Data for this exercise =>
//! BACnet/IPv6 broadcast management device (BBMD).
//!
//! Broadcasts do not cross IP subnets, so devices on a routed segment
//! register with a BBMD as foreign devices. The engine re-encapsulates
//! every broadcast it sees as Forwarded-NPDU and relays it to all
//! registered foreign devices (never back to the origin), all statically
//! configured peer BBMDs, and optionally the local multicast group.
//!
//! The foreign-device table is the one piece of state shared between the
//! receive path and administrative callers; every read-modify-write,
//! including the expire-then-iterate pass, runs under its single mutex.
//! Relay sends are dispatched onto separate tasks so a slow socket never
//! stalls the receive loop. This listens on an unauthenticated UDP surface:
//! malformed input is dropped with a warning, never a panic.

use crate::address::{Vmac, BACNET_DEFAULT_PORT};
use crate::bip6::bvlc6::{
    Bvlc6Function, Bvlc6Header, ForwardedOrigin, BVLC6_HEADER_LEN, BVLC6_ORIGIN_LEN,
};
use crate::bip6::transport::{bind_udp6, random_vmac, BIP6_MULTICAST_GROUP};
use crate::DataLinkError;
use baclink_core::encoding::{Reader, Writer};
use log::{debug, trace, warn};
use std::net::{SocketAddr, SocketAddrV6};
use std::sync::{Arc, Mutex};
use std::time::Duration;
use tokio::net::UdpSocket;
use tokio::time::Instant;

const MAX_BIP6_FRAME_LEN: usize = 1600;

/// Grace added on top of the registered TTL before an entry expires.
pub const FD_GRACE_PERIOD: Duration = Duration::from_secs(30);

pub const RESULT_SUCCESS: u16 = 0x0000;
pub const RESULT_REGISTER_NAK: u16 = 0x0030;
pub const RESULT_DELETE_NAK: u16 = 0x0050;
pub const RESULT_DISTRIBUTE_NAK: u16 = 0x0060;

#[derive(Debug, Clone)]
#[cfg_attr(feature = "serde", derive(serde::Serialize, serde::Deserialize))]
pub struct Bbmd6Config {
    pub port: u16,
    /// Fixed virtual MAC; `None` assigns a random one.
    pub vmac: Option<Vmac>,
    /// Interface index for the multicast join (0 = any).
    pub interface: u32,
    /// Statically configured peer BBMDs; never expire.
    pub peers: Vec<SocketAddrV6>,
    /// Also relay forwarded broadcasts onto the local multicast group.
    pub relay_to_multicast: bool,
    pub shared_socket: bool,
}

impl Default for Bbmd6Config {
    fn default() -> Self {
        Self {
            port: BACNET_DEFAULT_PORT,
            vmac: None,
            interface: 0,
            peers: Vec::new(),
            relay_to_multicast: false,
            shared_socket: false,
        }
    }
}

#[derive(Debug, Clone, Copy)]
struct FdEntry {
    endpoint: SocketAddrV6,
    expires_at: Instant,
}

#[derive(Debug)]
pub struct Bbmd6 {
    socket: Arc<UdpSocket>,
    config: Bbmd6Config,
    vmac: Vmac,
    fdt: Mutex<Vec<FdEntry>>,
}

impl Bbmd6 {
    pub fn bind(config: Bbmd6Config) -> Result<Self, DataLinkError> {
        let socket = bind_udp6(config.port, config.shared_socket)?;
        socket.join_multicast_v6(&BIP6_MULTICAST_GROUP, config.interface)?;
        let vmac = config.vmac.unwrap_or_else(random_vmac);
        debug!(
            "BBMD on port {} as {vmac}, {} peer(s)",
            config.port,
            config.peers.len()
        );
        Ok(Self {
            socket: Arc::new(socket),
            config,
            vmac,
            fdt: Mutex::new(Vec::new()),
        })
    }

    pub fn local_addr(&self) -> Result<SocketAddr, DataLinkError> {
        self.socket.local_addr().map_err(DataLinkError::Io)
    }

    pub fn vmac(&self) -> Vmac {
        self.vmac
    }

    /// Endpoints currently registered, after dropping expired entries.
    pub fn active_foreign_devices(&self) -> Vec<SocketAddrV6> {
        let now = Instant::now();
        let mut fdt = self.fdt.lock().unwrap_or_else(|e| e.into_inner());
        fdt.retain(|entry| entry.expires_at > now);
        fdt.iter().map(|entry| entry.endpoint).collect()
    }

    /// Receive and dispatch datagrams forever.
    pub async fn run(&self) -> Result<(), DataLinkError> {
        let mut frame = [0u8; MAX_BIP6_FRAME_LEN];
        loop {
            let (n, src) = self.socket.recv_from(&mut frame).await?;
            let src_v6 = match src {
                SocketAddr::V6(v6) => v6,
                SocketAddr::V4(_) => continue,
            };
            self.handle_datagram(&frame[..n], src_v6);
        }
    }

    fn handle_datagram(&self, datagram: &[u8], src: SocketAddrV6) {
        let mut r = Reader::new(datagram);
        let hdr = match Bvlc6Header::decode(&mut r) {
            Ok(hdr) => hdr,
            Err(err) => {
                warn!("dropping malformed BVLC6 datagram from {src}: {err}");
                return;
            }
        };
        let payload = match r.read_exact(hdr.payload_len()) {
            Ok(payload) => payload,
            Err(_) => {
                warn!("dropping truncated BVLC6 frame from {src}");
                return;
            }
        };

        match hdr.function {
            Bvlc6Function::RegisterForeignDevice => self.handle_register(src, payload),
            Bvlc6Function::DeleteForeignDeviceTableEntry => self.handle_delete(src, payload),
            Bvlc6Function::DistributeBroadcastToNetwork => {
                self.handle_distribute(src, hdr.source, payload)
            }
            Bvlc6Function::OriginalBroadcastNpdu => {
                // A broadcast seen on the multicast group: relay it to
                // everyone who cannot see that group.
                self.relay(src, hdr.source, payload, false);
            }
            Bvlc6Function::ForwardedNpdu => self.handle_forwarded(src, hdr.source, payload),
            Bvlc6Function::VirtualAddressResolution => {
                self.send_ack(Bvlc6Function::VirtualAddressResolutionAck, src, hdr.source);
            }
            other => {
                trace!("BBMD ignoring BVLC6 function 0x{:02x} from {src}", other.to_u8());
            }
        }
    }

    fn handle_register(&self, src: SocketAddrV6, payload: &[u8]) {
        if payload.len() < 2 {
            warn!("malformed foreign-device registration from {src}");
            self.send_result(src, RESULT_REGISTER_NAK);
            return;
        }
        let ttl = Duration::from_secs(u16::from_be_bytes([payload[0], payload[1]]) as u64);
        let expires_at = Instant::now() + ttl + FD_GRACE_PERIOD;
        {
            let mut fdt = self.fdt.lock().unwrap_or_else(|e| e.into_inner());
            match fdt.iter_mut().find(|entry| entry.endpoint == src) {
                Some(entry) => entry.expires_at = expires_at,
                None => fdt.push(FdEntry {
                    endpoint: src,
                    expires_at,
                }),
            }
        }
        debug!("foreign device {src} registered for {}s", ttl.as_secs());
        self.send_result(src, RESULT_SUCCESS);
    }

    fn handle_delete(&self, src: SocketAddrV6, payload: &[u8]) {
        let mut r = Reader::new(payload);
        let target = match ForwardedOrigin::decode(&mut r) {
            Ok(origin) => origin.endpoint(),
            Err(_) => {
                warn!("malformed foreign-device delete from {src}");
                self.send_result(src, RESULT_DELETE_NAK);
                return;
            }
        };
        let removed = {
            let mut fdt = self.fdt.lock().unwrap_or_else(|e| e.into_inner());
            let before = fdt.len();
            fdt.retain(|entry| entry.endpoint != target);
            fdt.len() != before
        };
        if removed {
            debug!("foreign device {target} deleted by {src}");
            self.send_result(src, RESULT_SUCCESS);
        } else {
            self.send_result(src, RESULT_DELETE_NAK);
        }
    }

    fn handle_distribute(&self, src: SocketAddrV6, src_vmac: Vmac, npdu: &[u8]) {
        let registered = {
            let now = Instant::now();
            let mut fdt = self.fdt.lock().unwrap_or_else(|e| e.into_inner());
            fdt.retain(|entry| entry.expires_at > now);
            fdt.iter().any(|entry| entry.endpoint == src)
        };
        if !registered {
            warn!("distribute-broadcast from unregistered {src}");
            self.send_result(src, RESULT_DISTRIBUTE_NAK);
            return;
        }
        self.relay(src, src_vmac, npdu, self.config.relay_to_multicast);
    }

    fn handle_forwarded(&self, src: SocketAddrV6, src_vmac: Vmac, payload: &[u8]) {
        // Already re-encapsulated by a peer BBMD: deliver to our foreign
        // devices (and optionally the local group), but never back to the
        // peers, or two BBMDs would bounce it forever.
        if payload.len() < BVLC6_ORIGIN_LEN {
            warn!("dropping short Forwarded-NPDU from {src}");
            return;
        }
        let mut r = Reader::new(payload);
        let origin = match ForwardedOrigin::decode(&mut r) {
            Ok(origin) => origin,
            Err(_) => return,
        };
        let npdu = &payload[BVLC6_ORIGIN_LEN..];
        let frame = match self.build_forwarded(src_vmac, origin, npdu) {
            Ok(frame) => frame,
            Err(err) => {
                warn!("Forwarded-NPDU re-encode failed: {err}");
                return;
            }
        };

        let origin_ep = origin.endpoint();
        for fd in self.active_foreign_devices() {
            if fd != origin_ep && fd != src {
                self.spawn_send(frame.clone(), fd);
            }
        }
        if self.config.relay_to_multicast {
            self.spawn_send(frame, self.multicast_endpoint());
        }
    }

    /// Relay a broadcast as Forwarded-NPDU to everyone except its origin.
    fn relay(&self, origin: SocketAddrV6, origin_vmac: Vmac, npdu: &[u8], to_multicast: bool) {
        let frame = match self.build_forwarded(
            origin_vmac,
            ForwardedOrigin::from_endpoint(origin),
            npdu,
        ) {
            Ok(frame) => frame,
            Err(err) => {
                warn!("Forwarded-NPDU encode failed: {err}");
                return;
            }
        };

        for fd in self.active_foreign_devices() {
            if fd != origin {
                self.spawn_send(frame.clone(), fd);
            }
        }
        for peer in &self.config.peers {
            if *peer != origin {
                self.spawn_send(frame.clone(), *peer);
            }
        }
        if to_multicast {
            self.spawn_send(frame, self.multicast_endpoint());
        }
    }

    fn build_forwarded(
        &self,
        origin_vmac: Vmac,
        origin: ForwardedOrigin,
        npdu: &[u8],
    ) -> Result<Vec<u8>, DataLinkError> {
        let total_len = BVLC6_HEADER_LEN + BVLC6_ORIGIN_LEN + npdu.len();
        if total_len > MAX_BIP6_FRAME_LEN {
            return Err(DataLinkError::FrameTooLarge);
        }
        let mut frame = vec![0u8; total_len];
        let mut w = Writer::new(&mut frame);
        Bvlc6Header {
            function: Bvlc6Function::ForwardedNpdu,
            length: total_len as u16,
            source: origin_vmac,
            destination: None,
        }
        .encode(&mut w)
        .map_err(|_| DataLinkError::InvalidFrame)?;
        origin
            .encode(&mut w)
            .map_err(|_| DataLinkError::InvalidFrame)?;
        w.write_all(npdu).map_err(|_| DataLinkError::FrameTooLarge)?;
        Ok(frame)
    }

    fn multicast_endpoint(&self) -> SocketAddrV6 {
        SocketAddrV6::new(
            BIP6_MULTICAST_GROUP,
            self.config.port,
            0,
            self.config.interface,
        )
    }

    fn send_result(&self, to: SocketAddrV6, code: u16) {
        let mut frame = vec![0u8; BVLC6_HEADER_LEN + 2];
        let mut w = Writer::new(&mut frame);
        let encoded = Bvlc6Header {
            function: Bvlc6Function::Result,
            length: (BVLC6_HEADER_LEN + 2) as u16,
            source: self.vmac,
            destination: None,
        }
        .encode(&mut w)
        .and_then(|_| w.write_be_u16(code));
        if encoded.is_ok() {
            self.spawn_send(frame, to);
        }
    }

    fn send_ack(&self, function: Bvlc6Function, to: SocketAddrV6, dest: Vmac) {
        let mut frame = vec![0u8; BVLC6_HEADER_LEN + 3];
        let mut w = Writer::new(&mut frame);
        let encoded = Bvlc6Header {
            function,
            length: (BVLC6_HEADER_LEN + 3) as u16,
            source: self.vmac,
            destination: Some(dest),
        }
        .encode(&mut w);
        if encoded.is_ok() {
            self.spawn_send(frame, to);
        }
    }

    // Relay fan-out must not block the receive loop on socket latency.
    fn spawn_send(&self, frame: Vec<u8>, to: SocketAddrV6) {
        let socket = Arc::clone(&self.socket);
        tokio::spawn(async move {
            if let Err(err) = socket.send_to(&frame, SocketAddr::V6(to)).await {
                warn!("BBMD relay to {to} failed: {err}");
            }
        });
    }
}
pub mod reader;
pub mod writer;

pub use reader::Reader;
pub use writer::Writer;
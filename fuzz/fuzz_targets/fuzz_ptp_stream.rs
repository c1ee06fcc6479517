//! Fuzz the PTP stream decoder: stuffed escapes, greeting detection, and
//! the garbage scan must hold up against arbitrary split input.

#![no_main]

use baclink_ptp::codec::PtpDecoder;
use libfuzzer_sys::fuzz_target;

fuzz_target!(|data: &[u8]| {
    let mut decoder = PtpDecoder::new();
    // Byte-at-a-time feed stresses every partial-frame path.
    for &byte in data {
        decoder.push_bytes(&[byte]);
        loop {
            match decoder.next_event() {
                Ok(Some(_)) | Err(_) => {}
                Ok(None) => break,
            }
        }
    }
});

What is expected => Only the lines from the beginning of the entries through the line bearing "never a panic." should be returned, each exactly as written.

Response box =>
//! BACnet/IPv6 broadcast management device (BBMD).
//!
//! Broadcasts do not cross IP subnets, so devices on a routed segment
//! register with a BBMD as foreign devices. The engine re-encapsulates
//! every broadcast it sees as Forwarded-NPDU and relays it to all
//! registered foreign devices (never back to the origin), all statically
//! configured peer BBMDs, and optionally the local multicast group.
//!
//! The foreign-device table is the one piece of state shared between the
//! receive path and administrative callers; every read-modify-write,
//! including the expire-then-iterate pass, runs under its single mutex.
//! Relay sends are dispatched onto separate tasks so a slow socket never
//! stalls the receive loop. This listens on an unauthenticated UDP surface:
//! malformed input is dropped with a warning, never a panic.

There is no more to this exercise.